Спустя пять минут на крыльце раздаются тяжелые шаги:
— Все, что нашли, — Марат протягивает мне замызганный блистер парацетамола. При этом смотрит подозрительно, будто думает, что это я заболеть решил и сейчас в обморок повалюсь.
А это ни черта не я!
И он это понимает. Ничего не спрашивает, только кивает и молча удаляется, а я иду на кухню, наливаю стакан воды и возвращаюсь в комнату.
Таська все так же спит, но ее сон нездоровый и измученный. Бледная, с густыми подглазинами, но в то же время с малиновыми, температурными щеками.
Я злюсь на нее за эту болезнь, а еще больше на себя из-за того, что не могу просто остаться в стороне и наблюдать за ее мучениями.

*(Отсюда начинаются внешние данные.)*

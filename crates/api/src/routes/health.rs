//! Liveness endpoint.

use axum::{Json, Router, routing::get};
use serde::Serialize;

use crate::AppState;

/// Body returned by `/health`.
#[derive(Debug, Serialize)]
pub struct HealthResponse {
    /// Always `"ok"` while the process is serving.
    pub status: &'static str,
    /// Crate version of the running server.
    pub version: &'static str,
}

/// GET `/health` - Liveness check; does not touch the database.
async fn health() -> Json<HealthResponse> {
    Json(HealthResponse {
        status: "ok",
        version: env!("CARGO_PKG_VERSION"),
    })
}

/// Creates the health route.
pub fn routes() -> Router<AppState> {
    Router::new().route("/health", get(health))
}
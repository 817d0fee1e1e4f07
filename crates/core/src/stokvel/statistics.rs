//! Aggregate figures for a single stokvel.

use rust_decimal::Decimal;
use serde::Serialize;

/// Membership and ledger totals for a stokvel.
#[derive(Debug, Clone, PartialEq, Eq, Serialize)]
pub struct StokvelStatistics {
    /// Enrolled members, admins included.
    pub member_count: u64,
    /// Enrolled members with the admin role.
    pub admin_count: u64,
    /// Ledger rows, withdrawals included.
    pub payment_count: u64,
    /// Signed sum of every ledger row.
    pub total_payments: Decimal,
    /// Mean ledger amount, zero when there are no payments.
    pub average_payment: Decimal,
    /// Current fund value.
    pub net_value: i64,
}

impl StokvelStatistics {
    /// Builds statistics from membership counts and ledger aggregates.
    ///
    /// `total_payments` is the signed sum of `payment_count` ledger rows.
    #[must_use]
    pub fn from_totals(
        member_count: u64,
        admin_count: u64,
        net_value: i64,
        payment_count: u64,
        total_payments: Decimal,
    ) -> Self {
        let average_payment = if payment_count == 0 {
            Decimal::ZERO
        } else {
            (total_payments / Decimal::from(payment_count)).round_dp(2)
        };

        Self {
            member_count,
            admin_count,
            payment_count,
            total_payments,
            average_payment,
            net_value,
        }
    }
}
//! Stokvel definitions, membership rules and statistics.

pub mod error;
pub mod rules;
pub mod statistics;

pub use error::StokvelError;
pub use rules::{NewStokvel, check_enrollment, validate_contribution};
pub use statistics::StokvelStatistics;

Выдавив на ладонь одну таблетку, присаживаюсь рядом с ней и совсем неласково встряхиваю за плечо:
— Подъем.
Она что-то мурлыкает себе под нос, не открывая глаз и не приходя в себя.
— Надо лечиться.
— Нет…
Ее дурацкий протест еще сильнее выводит из себя, поэтому я подхватываю ее и вынуждаю сесть.
— Таблетку!
— Не надо, — Тася отворачивается, непроизвольно утыкаясь носом мне в шею. И в ответ на это у меня по спине бегут толпы мурашек. Сердце ухает куда-то в пустоту.
Слабая, как кутенок, беспомощная. И пахнет так, что кишки сводит. Тот самый запах, родной и уютный, от которого я раньше был готов урчать словно большой сытый кот. Я помню, как засыпал, прижав ее к себе и зарывшись лицом в шелковистые волосы. Дышал ей. А сейчас задыхался!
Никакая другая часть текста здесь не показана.